Outcome: A governance operating model that is repeatable and auditable.

Step 3: Implement Data Classification and Metadata Standards

  • Define data categories (PII, PHI, Confidential, Restricted, Public).
  • Create metadata standards covering:
    • schema naming
    • data definitions
    • business rules
    • quality thresholds
  • Use tools like:
    • Microsoft Purview (Fabric/ADF-native lineage & classification)
    • Azure Data Catalog
    • Collibra / Alation (if in enterprise environment)

Outcome: All sensitive data is discoverable and classified for Regulation controls.
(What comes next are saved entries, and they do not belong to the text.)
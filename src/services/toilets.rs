//! Toilet service: CRUD, nearby search and the delete cascade.
//!
//! Lists are returned as lazy streams. The database hit list is computed
//! up front, each DTO (with its aggregated rating) is assembled only when
//! the consumer polls for it.

use futures::stream::{self, Stream, StreamExt};
use std::sync::Arc;
use tracing::{info, warn};
use uuid::Uuid;

use crate::config::ToiletConfig;
use crate::error::{AppError, Result};
use crate::models::{
    CreateToiletRequest, Distance, GeoPoint, NearbyQuery, RatingSummary, Toilet, ToiletResponse,
    UpdateToiletRequest,
};
use crate::services::{DatabaseService, StorageService};

#[derive(Debug, Clone)]
pub struct ToiletService {
    db: Arc<DatabaseService>,
    storage: Arc<StorageService>,
    config: ToiletConfig,
    base_url: Arc<str>,
}

impl ToiletService {
    pub fn new(
        db: Arc<DatabaseService>,
        storage: Arc<StorageService>,
        config: &ToiletConfig,
        base_url: &str,
    ) -> Self {
        Self {
            db,
            storage,
            config: config.clone(),
            base_url: Arc::from(base_url),
        }
    }

    /// Persist a new toilet; the DTO carries a zero rating
    pub fn create(&self, request: CreateToiletRequest) -> Result<ToiletResponse> {
        let toilet = Toilet::new(request)?;
        self.db.insert_toilet(&toilet)?;

        info!(id = %toilet.id, title = %toilet.title, "Created toilet");
        Ok(ToiletResponse::assemble(
            &toilet,
            RatingSummary::default(),
            &self.base_url,
            None,
        ))
    }

    /// Load the stored document or signal "not found"
    pub fn find(&self, id: Uuid) -> Result<Toilet> {
        self.db.get_toilet(id)?.ok_or(AppError::ToiletNotFound(id))
    }

    pub fn get(&self, id: Uuid) -> Result<ToiletResponse> {
        let toilet = self.find(id)?;
        self.assemble(&toilet, None)
    }

    pub fn update(&self, id: Uuid, request: UpdateToiletRequest) -> Result<ToiletResponse> {
        let toilet = self.db.update_toilet(id, |t| t.apply(request))?;

        info!(id = %id, "Updated toilet");
        self.assemble(&toilet, None)
    }

    /// Moderation switch used by the admin API
    pub fn set_approval(&self, id: Uuid, approved: bool) -> Result<ToiletResponse> {
        let toilet = self.db.update_toilet(id, |t| {
            t.approved = approved;
            t.updated_at = chrono::Utc::now();
            Ok(())
        })?;

        info!(id = %id, approved, "Changed toilet approval");
        self.assemble(&toilet, None)
    }

    /// Toilets awaiting approval
    pub fn pending(&self) -> Result<Vec<ToiletResponse>> {
        self.db
            .pending_toilets()?
            .iter()
            .map(|t| self.assemble(t, None))
            .collect()
    }

    /// Nearby search when a position is given, otherwise the newest toilets.
    ///
    /// Results come ordered by ascending distance and carry their distance
    /// in meters.
    pub fn search(
        &self,
        query: &NearbyQuery,
    ) -> Result<impl Stream<Item = Result<ToiletResponse>> + Send + 'static> {
        let limit = self.config.result_limit(query.max_toilets_to_load);

        let hits = match (query.lon, query.lat) {
            (Some(lon), Some(lat)) => {
                let center = GeoPoint::new(lon, lat)?;
                let radius = self.radius(query)?;
                self.get_nearby(center, radius, limit)?
                    .into_iter()
                    .map(|(toilet, distance)| (toilet, Some(distance)))
                    .collect()
            }
            (None, None) => self
                .db
                .list_toilets(limit)?
                .into_iter()
                .map(|toilet| (toilet, None))
                .collect(),
            _ => {
                return Err(AppError::validation(
                    "lon and lat must be given together",
                ))
            }
        };

        Ok(self.into_stream(hits))
    }

    /// Delegate to the database near-query, converting the radius to meters
    pub fn get_nearby(
        &self,
        center: GeoPoint,
        radius: Distance,
        max_count: usize,
    ) -> Result<Vec<(Toilet, f64)>> {
        self.db.find_toilets_near(
            center,
            radius.to_meters(),
            max_count,
            self.config.nearby_only_approved,
        )
    }

    fn radius(&self, query: &NearbyQuery) -> Result<Distance> {
        match (query.radius_in_km, query.radius_in_miles) {
            (Some(_), Some(_)) => Err(AppError::validation(
                "use either radiusInKm or radiusInMiles, not both",
            )),
            (Some(km), None) => Distance::kilometers(km),
            (None, Some(miles)) => Distance::miles(miles),
            (None, None) => Distance::kilometers(self.config.default_radius_km),
        }
    }

    fn into_stream(
        &self,
        hits: Vec<(Toilet, Option<f64>)>,
    ) -> impl Stream<Item = Result<ToiletResponse>> + Send + 'static {
        let db = Arc::clone(&self.db);
        let base_url = Arc::clone(&self.base_url);

        stream::iter(hits).map(move |(toilet, distance)| {
            let rating = db.rating_summary(toilet.id)?;
            Ok(ToiletResponse::assemble(&toilet, rating, &base_url, distance))
        })
    }

    fn assemble(&self, toilet: &Toilet, distance: Option<f64>) -> Result<ToiletResponse> {
        let rating = self.db.rating_summary(toilet.id)?;
        Ok(ToiletResponse::assemble(
            toilet,
            rating,
            &self.base_url,
            distance,
        ))
    }

    /// Delete a toilet with its comments, ratings and images.
    ///
    /// Database records go in one batch; blob files are removed afterwards
    /// and a failure there only leaves an orphaned file behind.
    pub async fn delete(&self, id: Uuid) -> Result<()> {
        let (toilet, images) = self.db.delete_toilet_cascade(id)?;

        for meta in &images {
            if let Err(e) = self.storage.delete(meta.id, meta.extension()).await {
                warn!(toilet_id = %id, image_id = %meta.id, error = %e, "Failed to delete image blob");
            }
        }

        info!(id = %id, title = %toilet.title, images = images.len(), "Deleted toilet");
        Ok(())
    }
}
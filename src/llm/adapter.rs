//! Backend adapter boundary and the registry that resolves backend ids.
//!
//! The executor never talks to a vendor API directly; it only depends on the
//! [`BackendAdapter`] trait. Concrete adapters (HTTP clients for specific
//! vendors, CLI bridges, local models) live in the owning application and are
//! registered here under their backend id.

use crate::llm::types::{GenerateError, GenerateOutput};
use futures::future::BoxFuture;
use std::collections::HashMap;
use std::sync::Arc;
use std::time::Duration;

/// Uniform contract every LLM backend adapter implements.
///
/// `generate` must either return response text or raise one of the
/// [`GenerateError`] variants. The call must honor `timeout` and must not
/// leave background work running against the backend once the future is
/// dropped; the executor additionally enforces the deadline from the outside.
pub trait BackendAdapter: Send + Sync {
    /// Execute a single generation request against this backend.
    fn generate<'a>(
        &'a self,
        prompt: &'a str,
        timeout: Duration,
    ) -> BoxFuture<'a, Result<GenerateOutput, GenerateError>>;

    /// Stable identifier this adapter is addressed by in chain configuration.
    fn backend_id(&self) -> &str;
}

/// Registry mapping backend ids to live adapters.
///
/// Built once by the owning application at startup and shared read-only with
/// the executor. Ids present in a chain but absent here are reported by the
/// executor as `provider_not_found` attempts rather than silently skipped.
#[derive(Clone, Default)]
pub struct AdapterRegistry {
    adapters: HashMap<String, Arc<dyn BackendAdapter>>,
}

impl AdapterRegistry {
    pub fn new() -> Self {
        Self::default()
    }

    /// Register an adapter under its own `backend_id`.
    ///
    /// Re-registering an id replaces the previous adapter.
    pub fn register(&mut self, adapter: Arc<dyn BackendAdapter>) {
        self.adapters
            .insert(adapter.backend_id().to_string(), adapter);
    }

    /// Resolve a backend id to a live adapter, if one is registered.
    pub fn resolve(&self, backend_id: &str) -> Option<Arc<dyn BackendAdapter>> {
        self.adapters.get(backend_id).cloned()
    }

    pub fn contains(&self, backend_id: &str) -> bool {
        self.adapters.contains_key(backend_id)
    }

    pub fn len(&self) -> usize {
        self.adapters.len()
    }

    pub fn is_empty(&self) -> bool {
        self.adapters.is_empty()
    }
}

impl std::fmt::Debug for AdapterRegistry {
    fn fmt(&self, f: &mut std::fmt::Formatter<'_>) -> std::fmt::Result {
        let mut ids: Vec<&str> = self.adapters.keys().map(String::as_str).collect();
        ids.sort_unstable();
        f.debug_struct("AdapterRegistry").field("ids", &ids).finish()
    }
}

#[cfg(test)]
mod tests {
    use super::*;

    struct EchoAdapter {
        id: &'static str,
    }

    impl BackendAdapter for EchoAdapter {
        fn generate<'a>(
            &'a self,
            prompt: &'a str,
            _timeout: Duration,
        ) -> BoxFuture<'a, Result<GenerateOutput, GenerateError>> {
            Box::pin(async move {
                Ok(GenerateOutput {
                    text: prompt.to_string(),
                    model_name: "echo-1".to_string(),
                    token_usage: None,
                })
            })
        }

        fn backend_id(&self) -> &str {
            self.id
        }
    }

    #[test]
    fn resolves_registered_adapters_by_id() {
        let mut registry = AdapterRegistry::new();
        registry.register(Arc::new(EchoAdapter { id: "echo" }));

        assert!(registry.contains("echo"));
        assert!(registry.resolve("echo").is_some());
        assert!(registry.resolve("missing").is_none());
        assert_eq!(registry.len(), 1);
    }

    #[test]
    fn reregistering_an_id_replaces_the_adapter() {
        let mut registry = AdapterRegistry::new();
        registry.register(Arc::new(EchoAdapter { id: "echo" }));
        registry.register(Arc::new(EchoAdapter { id: "echo" }));
        assert_eq!(registry.len(), 1);
    }
}
//! Error classification: failure category, retry verdict, and the
//! contract-violation heuristic for error text disguised as a response.
//!
//! Classification is pure and stateless; the executor consults it after every
//! adapter call. The single most safety-critical rule lives here: a terminal
//! (content/policy) rejection is never retryable, so a caller can never shop
//! a blocked request across backends.

use crate::llm::attempt::ErrorCategory;
use crate::llm::types::GenerateError;
use regex::Regex;
use std::sync::LazyLock;

/// Verdict produced for one failed (or suspicious) attempt.
#[derive(Debug, Clone, PartialEq, Eq)]
pub struct Classification {
    pub category: ErrorCategory,
    /// Finer-grained code recorded on the attempt, e.g. `"429"` or
    /// `"contract_violation"`.
    pub error_code: Option<String>,
    pub should_retry: bool,
    /// True when the failure code indicates rate limiting; the executor
    /// applies the bounded inter-attempt delay before the next backend.
    pub rate_limited: bool,
}

/// Classify a typed adapter failure.
pub fn classify_failure(error: &GenerateError) -> Classification {
    match error {
        GenerateError::Terminal(_) => Classification {
            category: ErrorCategory::TerminalError,
            error_code: None,
            should_retry: false,
            rate_limited: false,
        },
        GenerateError::Timeout(_) => Classification {
            category: ErrorCategory::Timeout,
            error_code: None,
            should_retry: true,
            rate_limited: false,
        },
        GenerateError::Provider { code, .. } => Classification {
            category: ErrorCategory::ProviderError,
            error_code: Some(code.clone()),
            should_retry: true,
            rate_limited: is_rate_limit_code(code),
        },
    }
}

/// Classify an adapter panic. Treated as an infrastructure fault, not a
/// content fault.
pub fn classify_panic() -> Classification {
    Classification {
        category: ErrorCategory::Exception,
        error_code: Some("panic".to_string()),
        should_retry: true,
        rate_limited: false,
    }
}

fn is_rate_limit_code(code: &str) -> bool {
    let code = code.to_ascii_lowercase();
    code == "429" || code.contains("rate_limit") || code.contains("quota")
}

/// Literal prefixes that mark a returned string as error boilerplate rather
/// than a model response. Matched case-sensitively at the very start of the
/// trimmed text; kept deliberately short so ordinary responses that *mention*
/// errors are untouched.
const ERROR_PREFIXES: &[&str] = &[
    "Error:",
    "ERROR:",
    "error:",
    "[ERROR]",
    "Exception:",
    "Traceback (most recent call last)",
    "{\"error\"",
];

// Word-boundary matching matters here: "sorry" must not fire on words that
// merely contain it, and "exception" must be a standalone technical term.
static APOLOGY: LazyLock<Regex> =
    LazyLock::new(|| Regex::new(r"(?i)\b(sorry|apologies|apologi[sz]e)\b").unwrap());
static TECHNICAL: LazyLock<Regex> = LazyLock::new(|| {
    Regex::new(r"(?i)\b(exception|traceback|stack trace|internal error|error code)\b").unwrap()
});

/// Inspect successful-looking response text for disguised errors.
///
/// Returns `Some(classification)` with `error_code = "contract_violation"`
/// when the text is error boilerplate: either it starts with one of a small
/// set of literal prefixes, or an apology phrase co-occurs with a
/// technical-error keyword. Ordinary conversational refusals ("Sorry, I
/// can't help with that") are not violations and return `None`.
pub fn inspect_response_text(text: &str) -> Option<Classification> {
    let trimmed = text.trim_start();
    let boilerplate = ERROR_PREFIXES.iter().any(|p| trimmed.starts_with(p))
        || (APOLOGY.is_match(text) && TECHNICAL.is_match(text));

    if boilerplate {
        Some(Classification {
            category: ErrorCategory::ProviderError,
            error_code: Some("contract_violation".to_string()),
            should_retry: true,
            rate_limited: false,
        })
    } else {
        None
    }
}

#[cfg(test)]
mod tests {
    use super::*;
    use std::time::Duration;

    #[test]
    fn terminal_failure_is_never_retryable() {
        let class = classify_failure(&GenerateError::Terminal("policy block".into()));
        assert_eq!(class.category, ErrorCategory::TerminalError);
        assert!(!class.should_retry);
        assert!(!class.rate_limited);
    }

    #[test]
    fn timeout_is_retryable() {
        let class = classify_failure(&GenerateError::Timeout(Duration::from_secs(30)));
        assert_eq!(class.category, ErrorCategory::Timeout);
        assert!(class.should_retry);
    }

    #[test]
    fn provider_failure_carries_code_and_rate_limit_flag() {
        let class = classify_failure(&GenerateError::provider("429", "too many requests"));
        assert_eq!(class.category, ErrorCategory::ProviderError);
        assert_eq!(class.error_code.as_deref(), Some("429"));
        assert!(class.should_retry);
        assert!(class.rate_limited);

        let class = classify_failure(&GenerateError::provider("503", "upstream down"));
        assert!(!class.rate_limited);

        let class = classify_failure(&GenerateError::provider("quota_exceeded", "monthly cap"));
        assert!(class.rate_limited);
    }

    #[test]
    fn panic_classifies_as_exception() {
        let class = classify_panic();
        assert_eq!(class.category, ErrorCategory::Exception);
        assert!(class.should_retry);
        assert_eq!(class.error_code.as_deref(), Some("panic"));
    }

    #[test]
    fn error_prefix_is_a_contract_violation() {
        for text in [
            "Error: quota exceeded",
            "ERROR: upstream returned 502",
            "[ERROR] connection reset",
            "Exception: null pointer",
            "Traceback (most recent call last):\n  File \"api.py\"",
            "{\"error\": {\"type\": \"server_error\"}}",
        ] {
            let class = inspect_response_text(text).expect(text);
            assert_eq!(class.category, ErrorCategory::ProviderError);
            assert_eq!(class.error_code.as_deref(), Some("contract_violation"));
            assert!(class.should_retry);
        }
    }

    #[test]
    fn apology_with_technical_keyword_is_a_violation() {
        assert!(
            inspect_response_text("I'm sorry, an exception occurred while processing.").is_some()
        );
        assert!(
            inspect_response_text("We apologize, the server hit an internal error.").is_some()
        );
    }

    #[test]
    fn conversational_refusal_is_not_a_violation() {
        assert!(inspect_response_text("Sorry, I can't help with that.").is_none());
        assert!(inspect_response_text("I'm sorry, but that request is outside my scope.").is_none());
    }

    #[test]
    fn ordinary_text_mentioning_errors_is_not_a_violation() {
        assert!(inspect_response_text("Here is how to handle an error in Rust: use Result.").is_none());
        // "exception" without an apology is a legitimate technical answer.
        assert!(inspect_response_text("An exception in Python is raised with `raise`.").is_none());
    }

    #[test]
    fn apology_substring_inside_a_word_does_not_fire() {
        // No word-boundary apology match, despite technical keyword.
        assert!(inspect_response_text("The sorrytech exception handler works like this.").is_none());
    }
}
Step 4. Design Technical Controls in Azure/Fabric

Access & Security

  • Implement RBAC and ABAC in Azure AD.
  • Enforce least privilege with managed identities.
  • Use column-level and row-level security for PII (GDPR).

Data Protection

  • Encryption:
    • At rest (Azure-managed keys or BYOK/HSM for SOX)
    • In transit (TLS 1.2+)
  • Masking:
    • Dynamic Data Masking (SQL/Fabric Warehouse)
    • Tokenization (for PCI/PHI)

Monitoring

  • Enable:
    • Azure Monitor
    • Defender for Cloud
    • Purview Data Loss Prevention
    • Audit logs for DML/DDL changes (SOX requirement)

Outcome: Technical enforcement is embedded in the data pipeline and platform.